Collected data entries
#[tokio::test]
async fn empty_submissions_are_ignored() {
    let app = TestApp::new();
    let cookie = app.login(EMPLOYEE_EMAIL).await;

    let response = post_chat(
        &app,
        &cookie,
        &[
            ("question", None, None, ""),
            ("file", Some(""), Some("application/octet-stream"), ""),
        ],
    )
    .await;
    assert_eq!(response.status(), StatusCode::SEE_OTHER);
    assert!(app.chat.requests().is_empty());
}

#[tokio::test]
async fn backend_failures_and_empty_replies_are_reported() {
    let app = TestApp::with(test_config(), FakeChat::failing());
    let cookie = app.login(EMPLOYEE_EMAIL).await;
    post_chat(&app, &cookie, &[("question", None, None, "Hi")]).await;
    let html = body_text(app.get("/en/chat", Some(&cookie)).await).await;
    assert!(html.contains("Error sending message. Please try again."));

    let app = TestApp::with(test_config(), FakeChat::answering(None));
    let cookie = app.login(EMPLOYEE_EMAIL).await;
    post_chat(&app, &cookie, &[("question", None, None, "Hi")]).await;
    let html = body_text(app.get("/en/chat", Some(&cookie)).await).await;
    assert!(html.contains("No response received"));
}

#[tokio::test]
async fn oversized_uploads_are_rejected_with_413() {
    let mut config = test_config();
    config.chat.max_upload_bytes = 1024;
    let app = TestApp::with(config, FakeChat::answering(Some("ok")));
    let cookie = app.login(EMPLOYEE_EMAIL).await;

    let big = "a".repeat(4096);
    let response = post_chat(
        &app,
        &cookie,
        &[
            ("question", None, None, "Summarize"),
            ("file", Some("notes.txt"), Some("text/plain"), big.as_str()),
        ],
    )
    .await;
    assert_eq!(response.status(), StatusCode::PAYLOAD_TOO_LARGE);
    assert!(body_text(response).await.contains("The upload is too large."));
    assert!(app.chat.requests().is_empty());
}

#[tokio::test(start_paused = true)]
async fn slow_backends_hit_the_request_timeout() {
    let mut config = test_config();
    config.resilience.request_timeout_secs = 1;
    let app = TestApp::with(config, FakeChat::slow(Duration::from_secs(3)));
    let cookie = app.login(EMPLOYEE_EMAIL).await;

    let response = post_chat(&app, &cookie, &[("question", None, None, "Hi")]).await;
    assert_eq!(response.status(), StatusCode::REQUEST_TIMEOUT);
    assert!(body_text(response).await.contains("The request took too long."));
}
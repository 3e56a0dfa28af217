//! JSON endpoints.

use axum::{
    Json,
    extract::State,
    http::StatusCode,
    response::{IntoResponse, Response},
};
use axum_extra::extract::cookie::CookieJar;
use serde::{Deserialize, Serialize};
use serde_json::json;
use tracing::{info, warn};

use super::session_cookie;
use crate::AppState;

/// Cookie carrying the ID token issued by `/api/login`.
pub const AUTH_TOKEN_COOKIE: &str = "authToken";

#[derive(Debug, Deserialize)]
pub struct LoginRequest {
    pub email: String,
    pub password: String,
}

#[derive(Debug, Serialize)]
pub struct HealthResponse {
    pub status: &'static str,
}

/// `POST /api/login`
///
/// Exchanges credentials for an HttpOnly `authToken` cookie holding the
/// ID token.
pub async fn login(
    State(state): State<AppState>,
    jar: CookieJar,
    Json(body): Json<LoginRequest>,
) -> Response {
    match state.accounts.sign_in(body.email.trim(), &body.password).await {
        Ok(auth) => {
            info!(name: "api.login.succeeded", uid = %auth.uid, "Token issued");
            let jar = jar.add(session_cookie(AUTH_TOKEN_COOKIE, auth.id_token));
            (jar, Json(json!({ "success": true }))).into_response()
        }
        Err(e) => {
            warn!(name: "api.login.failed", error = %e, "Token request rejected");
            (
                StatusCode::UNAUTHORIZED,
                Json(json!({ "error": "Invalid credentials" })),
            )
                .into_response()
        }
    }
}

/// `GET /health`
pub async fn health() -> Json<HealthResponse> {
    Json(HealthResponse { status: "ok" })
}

### Work order
Repeat the data above. Change nothing.

### Solved exercise
#[tokio::test]
async fn empty_submissions_are_ignored() {
    let app = TestApp::new();
    let cookie = app.login(EMPLOYEE_EMAIL).await;

    let response = post_chat(
        &app,
        &cookie,
        &[
            ("question", None, None, ""),
            ("file", Some(""), Some("application/octet-stream"), ""),
        ],
    )
    .await;
    assert_eq!(response.status(), StatusCode::SEE_OTHER);
    assert!(app.chat.requests().is_empty());
}

#[tokio::test]
async fn backend_failures_and_empty_replies_are_reported() {
    let app = TestApp::with(test_config(), FakeChat::failing());
    let cookie = app.login(EMPLOYEE_EMAIL).await;
    post_chat(&app, &cookie, &[("question", None, None, "Hi")]).await;
    let html = body_text(app.get("/en/chat", Some(&cookie)).await).await;
    assert!(html.contains("Error sending message. Please try again."));

    let app = TestApp::with(test_config(), FakeChat::answering(None));
    let cookie = app.login(EMPLOYEE_EMAIL).await;
    post_chat(&app, &cookie, &[("question", None, None, "Hi")]).await;
    let html = body_text(app.get("/en/chat", Some(&cookie)).await).await;
    assert!(html.contains("No response received"));
}

#[tokio::test]
async fn oversized_uploads_are_rejected_with_413() {
    let mut config = test_config();
    config.chat.max_upload_bytes = 1024;
    let app = TestApp::with(config, FakeChat::answering(Some("ok")));
    let cookie = app.login(EMPLOYEE_EMAIL).await;

    let big = "a".repeat(4096);
    let response = post_chat(
        &app,
        &cookie,
        &[
            ("question", None, None, "Summarize"),
            ("file", Some("notes.txt"), Some("text/plain"), big.as_str()),
        ],
    )
    .await;
    assert_eq!(response.status(), StatusCode::PAYLOAD_TOO_LARGE);
    assert!(body_text(response).await.contains("The upload is too large."));
    assert!(app.chat.requests().is_empty());
}

#[tokio::test(start_paused = true)]
async fn slow_backends_hit_the_request_timeout() {
    let mut config = test_config();
    config.resilience.request_timeout_secs = 1;
    let app = TestApp::with(config, FakeChat::slow(Duration::from_secs(3)));
    let cookie = app.login(EMPLOYEE_EMAIL).await;

    let response = post_chat(&app, &cookie, &[("question", None, None, "Hi")]).await;
    assert_eq!(response.status(), StatusCode::REQUEST_TIMEOUT);
    assert!(body_text(response).await.contains("The request took too long."));
}
repository 3e56a0dfa28af217
//! JSON endpoints.

use axum::{
    Json,
    extract::State,
    http::StatusCode,
    response::{IntoResponse, Response},
};
use axum_extra::extract::cookie::CookieJar;
use serde::{Deserialize, Serialize};
use serde_json::json;
use tracing::{info, warn};

use super::session_cookie;
use crate::AppState;

/// Cookie carrying the ID token issued by `/api/login`.
pub const AUTH_TOKEN_COOKIE: &str = "authToken";

#[derive(Debug, Deserialize)]
pub struct LoginRequest {
    pub email: String,
    pub password: String,
}

#[derive(Debug, Serialize)]
pub struct HealthResponse {
    pub status: &'static str,
}

/// `POST /api/login`
///
/// Exchanges credentials for an HttpOnly `authToken` cookie holding the
/// ID token.
pub async fn login(
    State(state): State<AppState>,
    jar: CookieJar,
    Json(body): Json<LoginRequest>,
) -> Response {
    match state.accounts.sign_in(body.email.trim(), &body.password).await {
        Ok(auth) => {
            info!(name: "api.login.succeeded", uid = %auth.uid, "Token issued");
            let jar = jar.add(session_cookie(AUTH_TOKEN_COOKIE, auth.id_token));
            (jar, Json(json!({ "success": true }))).into_response()
        }
        Err(e) => {
            warn!(name: "api.login.failed", error = %e, "Token request rejected");
            (
                StatusCode::UNAUTHORIZED,
                Json(json!({ "error": "Invalid credentials" })),
            )
                .into_response()
        }
    }
}

/// `GET /health`
pub async fn health() -> Json<HealthResponse> {
    Json(HealthResponse { status: "ok" })
}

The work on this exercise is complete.